Just like big banks, big insurance carriers have largely shunned the cannabis industry, worried about blowback from federal authorities and risk-adverse investors.
“Many insurance companies flat out do not have an appetite for any business related to cannabis,” said Brian Marblestone with the San Carlos brokerage firm Stratton Agency.
California Insurance Commissioner Dave Jones wants to change that, with both consumers and business owners at risk if there isn’t sufficient coverage. So he’s holding a series of meetings aimed at educating major carriers and convincing them to start insuring the multibillion-dollar industry.
Jones hopes that shift will happen soon. California regulators want all marijuana businesses to carry at least $1 million of liability insurance if they aim to be eligible for a license to operate once the state starts handing them out Jan. 1.
That’s not a standard requirement. While California requires businesses in some industries to prove they have insurance, in many industries the requirement for insurance comes from other parties — banks or landlords. But Jones said emerging industries and ones that carry a higher risk sometimes merit state-level mandatory coverage.
Jones said he’s been monitoring the availability of insurance to the medical marijuana industry since he was sworn into office in 2011.
Cannabis businesses have been getting coverage almost exclusively from the surplus line market, which includes carriers that are approved but not licensed by the state to provide coverage for companies that have been turned down by major insurers. Those surplus line policies tend to be more expensive and have stricter requirements than licensed carriers, he said.

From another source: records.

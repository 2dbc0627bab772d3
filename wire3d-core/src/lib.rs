//! wire3d core library - stateless 3D to 2D rendering pipeline
//!
//! A scene of points, lines and indexed meshes is moved into camera space,
//! clipped against the near plane, projected onto a canvas and depth sorted
//! into a draw queue. Front ends only implement [`Surface`].

pub mod app;
pub mod camera;
pub mod clip;
pub mod color;
pub mod error;
pub mod geometry;
pub mod math;
pub mod obj;
pub mod painter;
pub mod projection;
pub mod queue;
pub mod solids;

// Re-export commonly used types
pub use app::{AppState, Command, ControlSettings};
pub use camera::{Camera, Movement, Rotation};
pub use color::Color;
pub use error::{PrimitiveRef, RenderError};
pub use geometry::{Object, Scene};
pub use math::{Mat3, Vec2, Vec3};
pub use painter::{DrawCall, DrawLog, Surface};
pub use projection::DisplaySettings;
pub use queue::{compile_scene, DrawQueueItem, DrawShape};
//! DTOs for decoding graph API responses.
//!
//! The adapter decodes into these transport DTOs first, then maps into domain
//! entities in one pass. Decoding is deliberately lenient: the API omits
//! fields freely depending on token permissions, and unknown fields are
//! ignored.

use serde::Deserialize;

use crate::domain::feed::{ImageVariant, Photo, Post};
use crate::domain::profile::{AgeRange, Profile};

/// Error envelope carried inside failure bodies (and sometimes inside
/// `200 OK` bodies).
#[derive(Debug, Clone, Deserialize)]
pub(super) struct ErrorObjectDto {
    pub(super) code: Option<i64>,
    #[serde(default)]
    pub(super) message: String,
}

/// Envelope wrapping list endpoints: `{ "data": [...] }`.
#[derive(Debug, Deserialize)]
pub(super) struct PagedDto<T> {
    #[serde(default = "Vec::new")]
    pub(super) data: Vec<T>,
}

#[derive(Debug, Deserialize)]
pub(super) struct ProfileDto {
    pub(super) id: Option<String>,
    pub(super) name: Option<String>,
    pub(super) email: Option<String>,
    pub(super) location: Option<NamedPlaceDto>,
    pub(super) hometown: Option<NamedPlaceDto>,
    pub(super) age_range: Option<AgeRangeDto>,
    pub(super) birthday: Option<String>,
    pub(super) gender: Option<String>,
    pub(super) picture: Option<PictureDto>,
}

#[derive(Debug, Deserialize)]
pub(super) struct NamedPlaceDto {
    pub(super) name: Option<String>,
}

#[derive(Debug, Deserialize)]
pub(super) struct AgeRangeDto {
    pub(super) min: Option<u32>,
    pub(super) max: Option<u32>,
}

#[derive(Debug, Deserialize)]
pub(super) struct PictureDto {
    pub(super) data: Option<PictureDataDto>,
}

#[derive(Debug, Deserialize)]
pub(super) struct PictureDataDto {
    pub(super) url: Option<String>,
}

#[derive(Debug, Deserialize)]
pub(super) struct PostDto {
    #[serde(default)]
    pub(super) id: String,
    pub(super) message: Option<String>,
    pub(super) story: Option<String>,
    #[serde(default)]
    pub(super) created_time: String,
}

#[derive(Debug, Deserialize)]
pub(super) struct PhotoDto {
    #[serde(default)]
    pub(super) id: String,
    #[serde(default)]
    pub(super) created_time: String,
    #[serde(default)]
    pub(super) images: Vec<ImageVariantDto>,
}

#[derive(Debug, Deserialize)]
pub(super) struct ImageVariantDto {
    #[serde(default)]
    pub(super) source: String,
}

impl ProfileDto {
    pub(super) fn into_profile(self) -> Profile {
        Profile {
            id: self.id,
            name: self.name,
            email: self.email,
            location: self.location.and_then(NamedPlaceDto::into_name),
            hometown: self.hometown.and_then(NamedPlaceDto::into_name),
            age_range: self.age_range.map(AgeRangeDto::into_age_range),
            birthday: self.birthday,
            gender: self.gender,
            picture_url: self
                .picture
                .and_then(|picture| picture.data)
                .and_then(|data| data.url)
                .filter(|url| !url.is_empty()),
        }
    }
}

impl NamedPlaceDto {
    // Places without a name render nothing, so drop them at the boundary.
    fn into_name(self) -> Option<String> {
        self.name.filter(|name| !name.is_empty())
    }
}

impl AgeRangeDto {
    fn into_age_range(self) -> AgeRange {
        AgeRange {
            min: self.min,
            max: self.max,
        }
    }
}

impl PostDto {
    pub(super) fn into_post(self) -> Post {
        Post {
            id: self.id,
            message: self.message,
            story: self.story,
            created_time: self.created_time,
        }
    }
}

impl PhotoDto {
    pub(super) fn into_photo(self) -> Photo {
        Photo {
            id: self.id,
            created_time: self.created_time,
            images: self
                .images
                .into_iter()
                .map(|variant| ImageVariant {
                    source: variant.source,
                })
                .collect(),
        }
    }
}
//! Page surface outbound adapters.
//!
//! This module provides the in-memory implementation of the `PageSurface`
//! port, modelling the host-page contract without a real page.

mod memory;

pub use memory::{ERROR_BANNER_DISMISS_AFTER, InMemoryPage};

“I’m a big believer in competition,” Jones said. “Through competition we get better pricing, better quality and more choice in products.”
It was encouraging to hear the state’s top insurance regulator offer state support for major carriers entering the market, said Ian Stewart, an attorney with the firm Wilson Elser in Los Angeles who specializes in cannabis law.
Licensed carriers are “actively looking at cannabis,” Stewart said, with “teams in place” working to ensure they’re ready to jump in when the climate is right.
But Stewart said he doesn’t think it’s quite there yet due to the uncertainty caused by the Trump administration, with threats of a crackdown on state-legal cannabis programs under Attorney General Jeff Sessions having “cooled the interest.”
Then there’s the fact that the legal cannabis industry is so new, Marblestone said.
“Insurance companies are conservative in nature,” he said. “Before entering any new market, they want to have the law of large numbers on their side, meaning they are able to study the trends and loss ratios of the different classes of business in the industry. This way they establish pricing models to rate the business according to the risk while still remaining profitable.
“With an emerging market like cannabis, the law of large numbers is not available.”
Many times, Marblestone said he’s helped cannabis business owners secure insurance coverage from a willing carrier. The business owner then presents proof of that coverage to their landlord, who passes it along to their own insurance company. But once that carrier sees the landlord has a cannabis business as a tenant, they drop the landlord’s insurance policy.
Cannabis business owners such as Derek Peterson, CEO of Irvine-based Terra Tech, also report getting turned down for personal life insurance due to their profession.